Combining Diacritical Marks - A Prelude to Normalization
So, back in the café, the issue of multiple byte sequences having the same on-screen representation was breezed right by. There is an entire section of the Unicode tables devoted to the “Combining Diacritical Marks” (see that Unicode “block” here). These are not stand-alone characters but instead the additional “diacritical marks” used in addition to other base characters in many languages. For example the ¨ over the ü, common to German; or the ˜ over the ñ in Spanish. There are a great many combinations needed to cover all languages in the world so Unicode provides some simple building blocks, the Combining Diacritical Marks.
For the most common characters (like é, ü and company) there is also a character just for the combination. The reasons for that are mostly historical but since they exist it’s something we’ll always need to be aware of. This historical oddity is the exact reason for the two “café” representations. If you look back at the representations you’ll see one uses 0x65 0xCC 0x81, where 0x65 is simply the letter “e” and >0xCC 0x81 is the Combining Diacritical Mark for ´. Since there are multiple ways to represent the same thing using Unicode the Unicode Standard provides information on how to normalize the multiple different representations.
Unicode Normalization
The Unicode Standard provides information on several different kinds of normalization, Canonical and Compatibility. There is a full description of the different options in the Unicode Standard Annex #15, the report on normalization. The normalization report is 32 pages and covers the issue in great detail. Reproducing the entire report here would be of very little use so instead we’ll focus on what normalization Twitter is using.
Twitter counts the length of a Tweet using the Normalization Form C (NFC) version of the text. This type of normalization favors the use of a fully combined character (0xC3 0xA9 from the café example) over the long-form version (0x65 0xCC 0x81). Twitter also counts the number of codepoints in the text rather than UTF-8 bytes. The 0xC3 0xA9 from the café example is one codepoint (U+00E9) that is encoded as two bytes in UTF-8, whereas 0x65 0xCC 0x81 is two codepoints encoded as three bytes.
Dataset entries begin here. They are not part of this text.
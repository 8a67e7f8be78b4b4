//! The lookup client: raw queries, handler dispatch and deep lookups.

use std::fmt;

use crate::config::ClientConfig;
use crate::error::WhoisError;
use crate::handler::{GENERIC_HANDLER, HandlerRegistry};
use crate::merge::merge;
use crate::query::{Query, Request, Status, Transport};
use crate::result::{DEFAULT_LOOKUP_KIND, LookupResult};
use crate::servers::ServerTable;
use crate::transport::{ConnectPolicy, exchange, fetch_http, open_connection};
use crate::util::{CallerIdentity, LocalIdentity};

/// Registry lookup client.
///
/// Holds only read-only configuration, so one client can serve many
/// concurrent lookups; each lookup gets its own [`Query`] session.
///
/// # Example
///
/// ```rust,ignore
/// use whois_client::{ClientConfig, HandlerRegistry, ServerTable, WhoisClient};
///
/// let servers = ServerTable::load("servers.conf")?;
/// let client = WhoisClient::new(ClientConfig::new(), servers, HandlerRegistry::new());
///
/// let result = client.lookup("example.com", true);
/// for line in &result.rawdata {
///     println!("{line}");
/// }
/// ```
pub struct WhoisClient {
    config: ClientConfig,
    servers: ServerTable,
    handlers: HandlerRegistry,
    identity: Box<dyn CallerIdentity>,
}

impl WhoisClient {
    /// Creates a client using the local host as caller identity.
    #[must_use]
    pub fn new(config: ClientConfig, servers: ServerTable, handlers: HandlerRegistry) -> Self {
        Self {
            config,
            servers,
            handlers,
            identity: Box::new(LocalIdentity::new()),
        }
    }

    /// Replaces the caller identity used for `{ip}` and `{hname}`.
    #[must_use]
    pub fn with_identity(mut self, identity: impl CallerIdentity + 'static) -> Self {
        self.identity = Box::new(identity);
        self
    }

    /// Returns the client configuration.
    #[must_use]
    pub const fn config(&self) -> &ClientConfig {
        &self.config
    }

    /// Returns the server table.
    #[must_use]
    pub const fn servers(&self) -> &ServerTable {
        &self.servers
    }

    /// Queries the session's server and returns the raw lines.
    ///
    /// Returns an empty vec when no server is configured or the authority
    /// cannot be reached; the reason is pushed onto `session.errors`.
    ///
    /// # Panics
    ///
    /// HTTP gateways are fetched with `reqwest::blocking`, which panics when
    /// called from inside an async runtime. Call this from a plain thread
    /// or through `tokio::task::spawn_blocking`.
    pub fn fetch_raw_lines(&self, session: &mut Query) -> Vec<String> {
        let Some(server) = session.server.clone() else {
            session.status = Status::Error;
            session.errors.push(WhoisError::NoServerConfigured);
            return Vec::new();
        };

        let request = Request::build(&server, &session.text, &self.config, self.identity.as_ref());
        session.request = Some(request.clone());

        let lines = match &request.transport {
            Transport::Http { url } => {
                session.status = Status::Ready;
                fetch_http(url, self.config.timeout).inspect(|_| session.status = Status::Ok)
            }
            Transport::Socket { host, port } => self.query_socket(host, *port, &request.args, session),
        };

        match lines {
            Some(lines) => {
                tracing::info!(server = %request.server, lines = lines.len(), "Received response");
                lines
            }
            None => {
                session.status = Status::Error;
                session.errors.push(WhoisError::ConnectFailed {
                    server: request.server,
                });
                Vec::new()
            }
        }
    }

    fn query_socket(&self, host: &str, port: u16, args: &str, session: &mut Query) -> Option<Vec<String>> {
        let policy = ConnectPolicy {
            max_retries: self.config.max_retries,
            retry_delay: self.config.retry_delay,
            timeout: self.config.timeout,
        };
        let stream = open_connection(host, port, policy, &mut session.status).ok()?;
        match exchange(stream, args, self.config.buffer_size) {
            Ok(lines) => Some(lines),
            Err(e) => {
                tracing::warn!(host = %host, port, error = %e, "Failed to send query");
                None
            }
        }
    }

    /// Looks up `query`, resolving its server from the server table.
    ///
    /// With `follow_referral`, a referral reported by the handler is
    /// queried and its structured data merged in.
    ///
    /// # Panics
    ///
    /// Panics when run inside an async runtime and the lookup reaches an
    /// HTTP gateway, since those are fetched with `reqwest::blocking`. From
    /// async code, wrap the call in `tokio::task::spawn_blocking`.
    #[must_use]
    pub fn lookup(&self, query: &str, follow_referral: bool) -> LookupResult {
        let mut session = Query::new(query);
        if let Some(entry) = self.servers.resolve(query) {
            session.server = Some(entry.server.clone());
            session.handler.clone_from(&entry.handler);
        }
        self.lookup_query(session, follow_referral)
    }

    /// Runs a lookup for a prepared session.
    ///
    /// # Panics
    ///
    /// Same as [`WhoisClient::lookup`]: not callable from async context.
    #[must_use]
    pub fn lookup_query(&self, mut session: Query, follow_referral: bool) -> LookupResult {
        if session.server.is_none() {
            session.status = Status::Error;
            session.errors.push(WhoisError::NoServerConfigured);
            tracing::warn!(query = %session.text, "No server configured");
            return LookupResult {
                errors: session.error_messages(),
                ..LookupResult::default()
            };
        }

        let rawdata = self.fetch_raw_lines(&mut session);
        let mut result = LookupResult::from_raw(rawdata.clone());
        result.registry_info.servers.push(session.server_record());

        let handler = session.handler.clone().filter(|_| !rawdata.is_empty());
        if let Some(handler) = handler {
            // The handler sees the tree without bookkeeping; servers it
            // reports are appended after ours.
            let servers = std::mem::take(&mut result.registry_info.servers);
            result = self.dispatch(
                &mut session,
                result,
                &handler,
                self.config.generic_recursion,
                follow_referral,
            );
            let reported = std::mem::replace(&mut result.registry_info.servers, servers);
            result.registry_info.servers.extend(reported);

            if result.rawdata.is_empty() {
                result.rawdata = rawdata;
            }

            if follow_referral {
                result = self.deep_lookup(&mut session, result);
            }
        }

        if result.registry_info.kind.is_none() {
            result.registry_info.kind = Some(
                session
                    .kind
                    .clone()
                    .unwrap_or_else(|| DEFAULT_LOOKUP_KIND.to_string()),
            );
        }
        result.errors = session.error_messages();
        result
    }

    /// Runs handler `handler_id` over `result`.
    ///
    /// A missing handler is recorded as an error and leaves `result`
    /// unchanged. The generic handler only runs when
    /// `allow_generic_recursion` is set.
    #[must_use]
    pub fn dispatch(
        &self,
        session: &mut Query,
        result: LookupResult,
        handler_id: &str,
        allow_generic_recursion: bool,
        deep_lookup: bool,
    ) -> LookupResult {
        let Some(handler) = self.handlers.get(handler_id) else {
            tracing::warn!(handler = %handler_id, "Handler not registered");
            session.errors.push(WhoisError::HandlerNotFound {
                id: handler_id.to_string(),
            });
            return result;
        };

        if handler_id == GENERIC_HANDLER && !allow_generic_recursion {
            tracing::debug!(handler = %handler_id, "Generic handler disabled, skipping");
            return result;
        }

        tracing::debug!(handler = %handler_id, query = %session.text, "Dispatching handler");
        let output = handler.parse(result, &session.text, deep_lookup);
        if let Some(error) = output.error {
            session.errors.push(WhoisError::HandlerReported(error));
        }
        output.result
    }

    /// Follows the referral in `result`, if any, and merges what the
    /// referral's handler extracts.
    ///
    /// Never fails: an unreachable referral, an empty answer or a missing
    /// handler leaves `result` without extra structured data. Once the
    /// referral has answered it is cleared from `registry_info`, so a
    /// result carries a referral only while it is still unfollowed.
    #[must_use]
    pub fn deep_lookup(&self, session: &mut Query, mut result: LookupResult) -> LookupResult {
        let Some(referral) = result.registry_info.referral.clone() else {
            return result;
        };

        tracing::debug!(referral = %referral, query = %session.text, "Following referral");
        session.server = Some(referral.clone());
        let subraw = self.fetch_raw_lines(session);
        if subraw.is_empty() {
            if session.errors.last().is_some_and(WhoisError::is_connect_failure) {
                tracing::warn!(referral = %referral, "Referral unreachable, keeping first answer");
            }
            return result;
        }

        result.registry_info.servers.push(session.server_record());
        result.registry_info.referral = None;
        result.rawdata.clone_from(&subraw);

        session.handler = self.referral_handler(&referral);
        let Some(handler) = session.handler.clone() else {
            tracing::debug!(referral = %referral, "No handler for referral");
            return result;
        };

        let sub = self.dispatch(
            session,
            LookupResult::from_raw(subraw),
            &handler,
            self.config.generic_recursion,
            false,
        );
        result.structured_info = merge(
            std::mem::take(&mut result.structured_info),
            sub.structured_info,
        );
        result
    }

    /// Picks a handler for a referral: the override table first, then the
    /// second label of the referral host if such a handler is registered.
    fn referral_handler(&self, referral: &str) -> Option<String> {
        if let Some(handler) = self.servers.referral_handler(referral) {
            return Some(handler.to_string());
        }

        let request = Request::build(referral, "", &self.config, self.identity.as_ref());
        let label = request.server.split('.').nth(1)?.to_ascii_lowercase();
        self.handlers.contains(&label).then_some(label)
    }
}

impl fmt::Debug for WhoisClient {
    fn fmt(&self, f: &mut fmt::Formatter<'_>) -> fmt::Result {
        f.debug_struct("WhoisClient")
            .field("config", &self.config)
            .field("servers", &self.servers)
            .field("handlers", &self.handlers)
            .finish_non_exhaustive()
    }
}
Language Specific Information
Ruby Specific Information
In Ruby 1.8 multi-byte characters are supported via the ActiveSupport::Multibyte class. That class provides a method for Unicode Normalization but unfortunately the results of the length method are not intuitive. For some examples check out http://gist.github.com/159484 … this was actually the script used when troubleshooting character counting issues in the Twitter code base. After the experimentation shown in the gist above we settled on the following code for checking Tweet length (minus other comments surrounding it, which are a short version of this page):
class String def display_length ActiveSupport::Multibyte::Chars.new(self).normalize(:c).length end end
Java Specific Information
Java was the language used by the Unicode Consortium for the example of how to do normalization. The original code, along with an applet demo, can be found at http://unicode.org/reports/tr15/Normalizer.html.
Perl Specific Information (and a command line tool)
The World Wide Web Consortium (W3C) provides a command line tool written in Perl for performing character normalization. Information on the latest version of this tool can be found at http://www.w3.org/International/charlint.
PHP Specific Information
In PHP normalization can be performed by the Normalizer class.